The field ofSocial and Collaborative Computing faced the new challenge of developing tools that allow large crowds to deliberate together: i.e. to generate and evaluate ideas, select the best proposals, and turn these into implemented services, facilities, or products. Business and civic organizations are seeking new technologies and services for including their constituencies in their ideation and deliberation processes, while their constituencies increasingly expect such opportunities. This workshop brought together leading researchers, designers, and engineers who are working on large-scale ideation and deliberation systems. The goal was to articulate the research agenda that guided the design of these systems in business or civic settings.
Relevant themes for workshop papers included:
1. Theory and Methods
People (cognitive, social), environment, and activity (praxis) factors in the design of large-scale deliberation tools for civic or business settings.
Understanding, measuring, modeling, and correcting biases.
Understanding, measuring, and modeling incentives and trust factors.
Discourse (e.g. Dialogue; Argumentation) modeling: organizing the discourse around problem, solutions, pros&cons (e.g., IBIS)

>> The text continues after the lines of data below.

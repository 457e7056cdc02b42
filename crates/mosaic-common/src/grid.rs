//! Raster grid geometry: affine pixel-to-world transforms and integer
//! pixel rectangles.
//!
//! Pixel coordinates use the corner convention: pixel `(col, row)` covers
//! the half-open square `[col, col + 1) x [row, row + 1)` and its upper-left
//! corner maps to `pixel_to_world(col, row)`.

use crate::bbox::BoundingBox;
use serde::{Deserialize, Serialize};

/// Values this close to an integer are snapped before floor/ceil so that
/// aligned requests don't grow by a pixel from float noise.
const SNAP_EPSILON: f64 = 1e-6;

/// Affine transform from pixel space to world space.
///
/// ```text
/// x = scale_x * col + shear_x * row + translate_x
/// y = shear_y * col + scale_y * row + translate_y
/// ```
#[derive(Debug, Clone, Copy, PartialEq, Serialize, Deserialize)]
pub struct GridToWorld {
    pub scale_x: f64,
    pub shear_x: f64,
    pub translate_x: f64,
    pub shear_y: f64,
    pub scale_y: f64,
    pub translate_y: f64,
}

impl GridToWorld {
    /// North-up transform with the upper-left corner at `(origin_x, origin_y)`.
    /// Resolutions are positive cell sizes.
    pub fn north_up(origin_x: f64, origin_y: f64, res_x: f64, res_y: f64) -> Self {
        Self {
            scale_x: res_x,
            shear_x: 0.0,
            translate_x: origin_x,
            shear_y: 0.0,
            scale_y: -res_y,
            translate_y: origin_y,
        }
    }

    pub fn pixel_to_world(&self, col: f64, row: f64) -> (f64, f64) {
        (
            self.scale_x * col + self.shear_x * row + self.translate_x,
            self.shear_y * col + self.scale_y * row + self.translate_y,
        )
    }

    /// Inverse mapping; `None` when the transform is singular.
    pub fn world_to_pixel(&self, x: f64, y: f64) -> Option<(f64, f64)> {
        let det = self.determinant();
        if det == 0.0 || !det.is_finite() {
            return None;
        }
        let dx = x - self.translate_x;
        let dy = y - self.translate_y;
        let col = (self.scale_y * dx - self.shear_x * dy) / det;
        let row = (self.scale_x * dy - self.shear_y * dx) / det;
        Some((col, row))
    }

    fn determinant(&self) -> f64 {
        self.scale_x * self.scale_y - self.shear_x * self.shear_y
    }

    /// Cell size along each axis.
    pub fn resolution(&self) -> (f64, f64) {
        (
            self.scale_x.hypot(self.shear_y),
            self.shear_x.hypot(self.scale_y),
        )
    }

    /// Transform for the same grid read with the given subsampling factors.
    pub fn scaled(&self, factor_x: f64, factor_y: f64) -> Self {
        Self {
            scale_x: self.scale_x * factor_x,
            shear_x: self.shear_x * factor_y,
            translate_x: self.translate_x,
            shear_y: self.shear_y * factor_x,
            scale_y: self.scale_y * factor_y,
            translate_y: self.translate_y,
        }
    }

    /// World envelope covered by a pixel rectangle.
    pub fn pixel_bounds_to_world(&self, bounds: &PixelBounds) -> BoundingBox {
        let x0 = bounds.x as f64;
        let y0 = bounds.y as f64;
        let x1 = bounds.max_x() as f64;
        let y1 = bounds.max_y() as f64;
        let corners = [
            self.pixel_to_world(x0, y0),
            self.pixel_to_world(x1, y0),
            self.pixel_to_world(x0, y1),
            self.pixel_to_world(x1, y1),
        ];
        envelope(&corners)
    }

    /// Smallest pixel rectangle covering `bbox`, rounded outward and never
    /// smaller than 1x1. `None` when the rectangle is not representable in
    /// integer pixel space.
    pub fn world_to_pixel_bounds(&self, bbox: &BoundingBox) -> Option<PixelBounds> {
        let corners = [
            self.world_to_pixel(bbox.min_x, bbox.max_y)?,
            self.world_to_pixel(bbox.max_x, bbox.max_y)?,
            self.world_to_pixel(bbox.min_x, bbox.min_y)?,
            self.world_to_pixel(bbox.max_x, bbox.min_y)?,
        ];
        let env = envelope(&corners);
        if !env.is_valid() {
            return None;
        }

        let x0 = to_pixel(snap(env.min_x).floor())?;
        let y0 = to_pixel(snap(env.min_y).floor())?;
        let x1 = to_pixel(snap(env.max_x).ceil())?.max(x0 + 1);
        let y1 = to_pixel(snap(env.max_y).ceil())?.max(y0 + 1);

        Some(PixelBounds::new(x0, y0, (x1 - x0) as usize, (y1 - y0) as usize))
    }

    /// Pixel rectangle whose centres fall inside `bbox`, right and bottom
    /// edges exclusive. Unclipped, so it may extend past any output raster.
    pub fn centre_pixel_bounds(&self, bbox: &BoundingBox) -> Option<PixelBounds> {
        let ul = self.world_to_pixel(bbox.min_x, bbox.max_y)?;
        let lr = self.world_to_pixel(bbox.max_x, bbox.min_y)?;

        let (x0, x1) = (ul.0.min(lr.0), ul.0.max(lr.0));
        let (y0, y1) = (ul.1.min(lr.1), ul.1.max(lr.1));

        // Centre c + 0.5 in [x0, x1)  <=>  c in [ceil(x0 - 0.5), ceil(x1 - 0.5))
        let c0 = to_pixel((x0 - 0.5).ceil())?;
        let c1 = to_pixel((x1 - 0.5).ceil())?;
        let r0 = to_pixel((y0 - 0.5).ceil())?;
        let r1 = to_pixel((y1 - 0.5).ceil())?;
        if c1 <= c0 || r1 <= r0 {
            return None;
        }
        Some(PixelBounds::new(c0, r0, (c1 - c0) as usize, (r1 - r0) as usize))
    }
}

fn snap(v: f64) -> f64 {
    let r = v.round();
    if (v - r).abs() < SNAP_EPSILON {
        r
    } else {
        v
    }
}

/// Pixel coordinates stay within +-2^52 so that edges, widths and their
/// differences never overflow.
fn to_pixel(v: f64) -> Option<i64> {
    const LIMIT: f64 = (1u64 << 52) as f64;
    (v.is_finite() && v.abs() <= LIMIT).then(|| v as i64)
}

fn envelope(points: &[(f64, f64)]) -> BoundingBox {
    let mut bbox = BoundingBox::new(f64::INFINITY, f64::INFINITY, f64::NEG_INFINITY, f64::NEG_INFINITY);
    for &(x, y) in points {
        bbox.min_x = bbox.min_x.min(x);
        bbox.min_y = bbox.min_y.min(y);
        bbox.max_x = bbox.max_x.max(x);
        bbox.max_y = bbox.max_y.max(y);
    }
    bbox
}

/// Integer pixel rectangle. `x`/`y` may be negative when the rectangle
/// lies partly outside a raster.
#[derive(Debug, Clone, Copy, PartialEq, Eq, Hash, Serialize, Deserialize)]
pub struct PixelBounds {
    pub x: i64,
    pub y: i64,
    pub width: usize,
    pub height: usize,
}

impl PixelBounds {
    pub fn new(x: i64, y: i64, width: usize, height: usize) -> Self {
        Self { x, y, width, height }
    }

    /// Exclusive right edge.
    pub fn max_x(&self) -> i64 {
        self.x + self.width as i64
    }

    /// Exclusive bottom edge.
    pub fn max_y(&self) -> i64 {
        self.y + self.height as i64
    }

    pub fn is_empty(&self) -> bool {
        self.width == 0 || self.height == 0
    }

    pub fn area(&self) -> usize {
        self.width * self.height
    }

    /// Pixel count, `None` on overflow.
    pub fn checked_area(&self) -> Option<usize> {
        self.width.checked_mul(self.height)
    }

    pub fn contains(&self, col: i64, row: i64) -> bool {
        col >= self.x && col < self.max_x() && row >= self.y && row < self.max_y()
    }

    /// Overlapping rectangle, `None` if they share no pixel.
    pub fn intersection(&self, other: &PixelBounds) -> Option<PixelBounds> {
        let x0 = self.x.max(other.x);
        let y0 = self.y.max(other.y);
        let x1 = self.max_x().min(other.max_x());
        let y1 = self.max_y().min(other.max_y());
        if x1 <= x0 || y1 <= y0 {
            return None;
        }
        Some(PixelBounds::new(x0, y0, (x1 - x0) as usize, (y1 - y0) as usize))
    }

    /// Same rectangle moved so that `origin` becomes (0, 0).
    pub fn relative_to(&self, origin: &PixelBounds) -> PixelBounds {
        PixelBounds::new(self.x - origin.x, self.y - origin.y, self.width, self.height)
    }
}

Bottom-up emergence (and on-the-go adoption) of conversation models or: the language/action perspective (LAP) upside down.
Research and evaluation methods for studying deliberation tools.
Design and development methods for building deliberation tools.
2. Technology and architecture
Adapting to, and augmenting, current deliberation practices in civic or business settings.
Real-time mass-scale deliberation and stream reasoning.
Knowledge generation using social platforms.
Social Network Analysis techniques, e.g., to measure information spreading.
Deliberation markets and deliberation games.
Collaborative search, collaborative filtering, and collaborative annotations (or tagging).
Exploiting implicit activity traces (e.g., logs and visualizations of actions) in the context of large-scale idea management and deliberation.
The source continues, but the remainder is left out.